Естественным результатом сознания этой истины явилось, с конца прошлого столетия, образование тайных обществ, под предлогом научной и образовательной цели, в сущности же стремившихся к освобождению греков, а за ними и всего восточного христианства, от турецкого ига. Много было пролито греческой крови в этих злополучных попытках. И – замечательное дело – уже тогда в христианской Европе первым пособником турецкой свирепости выступила Австрия, еще недавно дрожавшая пред завоевательными стремлениями Османов и только благодаря могучей деснице России избавившаяся, при Екатерине, от своего вечного страха. Австрия выдала туркам на позорную казнь прибегнувшего под сень ее гостеприимства одного из первоначальников греческих тайных обществ, несчастного поэта-патриота Ригаса…

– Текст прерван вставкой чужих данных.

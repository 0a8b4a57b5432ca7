//! Dataset snapshot loading
//!
//! The snapshot is a JSON array of arXiv-style metadata records. Only
//! `title`, `authors` and `categories` are used for linking; every other
//! field is optional and may be `null`.

use crate::errors::IngestionError;
use chrono::NaiveDate;
use pubforge_common::db::DatasetPublication;
use serde::Deserialize;
use std::path::Path;
use tracing::info;

/// One record of the snapshot
#[derive(Debug, Clone, Default, Deserialize)]
#[serde(default)]
pub struct DatasetRecord {
    /// Source identifier; a string such as `"0704.0001"` or a number
    pub id: Option<serde_json::Value>,
    pub submitter: Option<String>,
    pub title: Option<String>,
    pub comments: Option<String>,
    #[serde(rename = "journal-ref")]
    pub journal_ref: Option<String>,
    pub doi: Option<String>,
    #[serde(rename = "report-no")]
    pub report_no: Option<String>,
    pub categories: Option<String>,
    pub license: Option<String>,
    #[serde(rename = "abstract")]
    pub abstract_text: Option<String>,
    /// Comma-space separated author names
    pub authors: Option<String>,
    pub update_date: Option<String>,
}

impl DatasetRecord {
    /// Trimmed title, `None` when missing or blank
    pub fn title(&self) -> Option<&str> {
        self.title
            .as_deref()
            .map(str::trim)
            .filter(|t| !t.is_empty())
    }

    /// Trimmed DOI, `None` when missing or blank
    pub fn doi(&self) -> Option<&str> {
        self.doi.as_deref().map(str::trim).filter(|d| !d.is_empty())
    }

    pub fn author_names(&self) -> impl Iterator<Item = &str> {
        self.authors.as_deref().unwrap_or_default().split(", ")
    }

    pub fn categories(&self) -> &str {
        self.categories.as_deref().unwrap_or_default()
    }

    /// Identifier for log lines
    pub fn label(&self) -> String {
        match (&self.id, self.doi()) {
            (Some(serde_json::Value::String(id)), _) => id.clone(),
            (Some(id), _) => id.to_string(),
            (None, Some(doi)) => doi.to_string(),
            (None, None) => self.title().unwrap_or("<untitled>").to_string(),
        }
    }

    /// Row to insert, stamped with `today`
    pub fn to_publication(&self, today: NaiveDate) -> DatasetPublication {
        DatasetPublication {
            submitter: self.submitter.clone(),
            title: self.title().unwrap_or_default().to_string(),
            comments: self.comments.clone(),
            journal_ref: self.journal_ref.clone(),
            doi: self.doi().map(str::to_string),
            report_no: self.report_no.clone(),
            categories: self.categories.clone(),
            license: self.license.clone(),
            abstract_text: self.abstract_text.clone(),
            update_date: today,
        }
    }
}

/// Read and parse the snapshot at `path`
pub async fn load_dataset(path: &Path) -> Result<Vec<DatasetRecord>, IngestionError> {
    let bytes = tokio::fs::read(path).await.map_err(|e| match e.kind() {
        std::io::ErrorKind::NotFound => IngestionError::FileNotFound(path.display().to_string()),
        _ => IngestionError::Io(e),
    })?;

    let records: Vec<DatasetRecord> =
        serde_json::from_slice(&bytes).map_err(|e| IngestionError::DatasetParse {
            path: path.display().to_string(),
            message: e.to_string(),
        })?;

    info!(path = %path.display(), records = records.len(), "Dataset loaded");
    Ok(records)
}
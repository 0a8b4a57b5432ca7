//! Category entity

use sea_orm::entity::prelude::*;
use serde::{Deserialize, Serialize};

#[derive(Clone, Debug, PartialEq, Eq, DeriveEntityModel, Serialize, Deserialize)]
#[sea_orm(table_name = "categories")]
pub struct Model {
    #[sea_orm(primary_key)]
    pub id: i32,

    /// Category code such as `hep-ph`; de-duplication key
    #[sea_orm(column_type = "Text", unique)]
    pub category_name: String,
}

#[derive(Copy, Clone, Debug, EnumIter, DeriveRelation)]
pub enum Relation {
    #[sea_orm(has_many = "super::publication_category::Entity")]
    PublicationCategory,
}

impl Related<super::publication_category::Entity> for Entity {
    fn to() -> RelationDef {
        Relation::PublicationCategory.def()
    }
}

impl ActiveModelBehavior for ActiveModel {}
//! Enrichment error types

use pubforge_common::errors::{AppError, SearchError};
use thiserror::Error;

#[derive(Error, Debug)]
pub enum EnrichmentError {
    #[error("Database error: {0}")]
    Database(#[source] AppError),

    #[error("Search error: {0}")]
    Search(#[from] SearchError),
}

impl From<AppError> for EnrichmentError {
    fn from(e: AppError) -> Self {
        match e {
            AppError::Search(e) => EnrichmentError::Search(e),
            other => EnrichmentError::Database(other),
        }
    }
}

impl From<sea_orm::DbErr> for EnrichmentError {
    fn from(e: sea_orm::DbErr) -> Self {
        EnrichmentError::Database(AppError::Database(e))
    }
}
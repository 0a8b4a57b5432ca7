//! Command-line interface

use clap::{Parser, Subcommand};
use std::path::PathBuf;

/// PubForge publication metadata pipeline
#[derive(Parser, Debug)]
#[command(name = "pubforge")]
#[command(version, about = "Batch ETL for academic publication metadata")]
pub struct Cli {
    /// Load configuration from this file instead of the config/ directory
    #[arg(short, long, global = true, env = "PUBFORGE_CONFIG")]
    pub config: Option<PathBuf>,

    #[command(subcommand)]
    pub command: Command,
}

#[derive(Subcommand, Debug, Clone, PartialEq, Eq)]
pub enum Command {
    /// Load the dataset snapshot into the store
    Ingest {
        /// Snapshot to load (defaults to pipeline.dataset_path)
        #[arg(long)]
        dataset: Option<PathBuf>,
    },
    /// Delete degenerate publications and drop the abstract column
    Clean,
    /// Enrich sampled publications through the search API
    Enrich {
        /// Number of cycles (defaults to pipeline.enrichment_cycles)
        #[arg(long)]
        cycles: Option<u32>,
    },
    /// Store citation rows for every publication
    Citations,
    /// Derive publication types from BibTeX entries
    Classify,
    /// Report duplicate and missing keys
    Validate,
    /// Run ingest, clean, enrich, citations and validate in order
    Run,
    /// Create missing tables in the configured store
    InitSchema,
}
//! PubForge Enrichment
//!
//! Stages that call the scholar search API:
//! - Enrichment engine: upserts publications found for sampled candidates
//! - Citation collector: stores citation rows per publication
//! - Publication type classifier: derives a type from BibTeX entry kinds

pub mod citations;
pub mod classify;
pub mod engine;
pub mod errors;

pub use citations::{CitationCollector, CitationReport};
pub use classify::{ClassifyReport, PublicationClassifier, PublicationType};
pub use engine::{CycleReport, EnrichmentEngine, EnrichmentReport};
pub use errors::EnrichmentError;
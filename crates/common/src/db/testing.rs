//! In-memory store for tests
//!
//! A single SQLite connection holds the whole database, so a stage
//! transaction must be committed or dropped before the pool is queried again.

use crate::db::{schema, DbPool};
use crate::errors::Result;
use sea_orm::{ConnectOptions, ConnectionTrait, Database, DbBackend, Statement, Value};

/// Fresh in-memory store with every table created
pub async fn memory_pool() -> Result<DbPool> {
    let pool = empty_memory_pool().await?;
    schema::create_tables(pool.conn()).await?;
    Ok(pool)
}

/// Fresh in-memory store without tables, for tests that bring their own DDL
pub async fn empty_memory_pool() -> Result<DbPool> {
    let mut opts = ConnectOptions::new("sqlite::memory:");
    opts.max_connections(1).min_connections(1).sqlx_logging(false);

    let conn = Database::connect(opts).await?;
    Ok(DbPool::from_connection(conn))
}

/// Run a statement with positional values against the pool
pub async fn exec(pool: &DbPool, sql: &str, values: Vec<Value>) -> Result<u64> {
    let stmt = Statement::from_sql_and_values(DbBackend::Sqlite, sql, values);
    Ok(pool.conn().execute(stmt).await?.rows_affected())
}

/// Single integer from a scalar query such as `SELECT COUNT(*) AS n ...`
pub async fn scalar(pool: &DbPool, sql: &str, values: Vec<Value>) -> Result<i64> {
    let stmt = Statement::from_sql_and_values(DbBackend::Sqlite, sql, values);
    let row = pool.conn().query_one(stmt).await?;
    Ok(match row {
        Some(row) => row.try_get_by_index::<i64>(0)?,
        None => 0,
    })
}

/// Optional text value from a single-row query
pub async fn text(pool: &DbPool, sql: &str, values: Vec<Value>) -> Result<Option<String>> {
    let stmt = Statement::from_sql_and_values(DbBackend::Sqlite, sql, values);
    let row = pool.conn().query_one(stmt).await?;
    Ok(match row {
        Some(row) => row.try_get_by_index::<Option<String>>(0)?,
        None => None,
    })
}

/// Insert a publication with an author link, the usual shape after ingestion
pub async fn seed_publication(
    pool: &DbPool,
    title: &str,
    doi: Option<&str>,
    categories: &str,
    author: Option<&str>,
) -> Result<i32> {
    let stmt = Statement::from_sql_and_values(
        DbBackend::Sqlite,
        "INSERT INTO publications (title, doi, categories) VALUES ($1, $2, $3) RETURNING id",
        vec![title.into(), doi.map(str::to_string).into(), categories.into()],
    );
    let id = match pool.conn().query_one(stmt).await? {
        Some(row) => row.try_get::<i32>("", "id")?,
        None => return Err(sea_orm::DbErr::RecordNotInserted.into()),
    };

    if let Some(name) = author {
        let resolver = crate::db::EntityResolver::new(pool.conn());
        let author_id = resolver.resolve_author(name).await?;
        resolver.link_author(id, author_id).await?;
    }

    for code in categories.split_whitespace() {
        let resolver = crate::db::EntityResolver::new(pool.conn());
        let category_id = resolver.resolve_category(code).await?;
        resolver.link_category(id, category_id).await?;
    }

    Ok(id)
}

Последнее из этих обществ, «Этерия», хоть и было потоплено в крови своих членов, но явилось истинным основателем освобождения хотя бы части греческой народности. Благородная кровь не пролилась всуе. Пособницею Турции опять оказалась Австрия: она заключила в крепость Мункач[5] начальника греческого восстания, князя Ипсиланти. Между тем беснования рассвирепевшего магометанства дошли до того, что в июне 1821 года русское правительство, внемля воплю своих единоверных братьев, – естественным ходатаем за которых в Петербурге был статс-секретарь министерства иностранных дел природный грек, граф Каподистрия, – обратилось к Порте с требованием немедленного прекращения зверских гонений над христианами Европейской Турции. Само собою разумеется, это платоническое заявление, как всегда, осталось мертвою буквой. Но дерзкое невнимание Порты к требованию не раз жестоко проучившего ее соседа не обошлось без последствий: Россия отозвала своего представителя в Константинополе, графа Строганова. Можно было ожидать, что за этим первым шагом со стороны петербургского кабинета последуют более энергические мероприятия. На беду для несчастных восточных христиан, как раз в это время собрался в Вероне съезд государей членов Священного союза. Устами князя Меттерниха на съезде высказалась опять исконная политика Австрии. Оклеветав геройское восстание греков, князь Меттерних потребовал подавления греческого восстания вооруженною силой. Правда, требование это было отвергнуто, тем не менее влияние Меттерниховой системы на целые три года затормозило честный почин России. Во все это время в Греции лилась ручьями неповинная, геройская кровь. Петербургский кабинет колебался между личным человеколюбием государя и провозглашенными на веронском конгрессе соображениями так называемой «общей политики». Не только свои сочувствия к единоверным братьям, но свое оскорбленное достоинство, свое историческое призвание, самые существенные интересы своей внешней политики Россия приносила в жертву дипломатической системе, в основании которой лежал немыслимый у нас принцип взаимного враждования между верховною властью и народом!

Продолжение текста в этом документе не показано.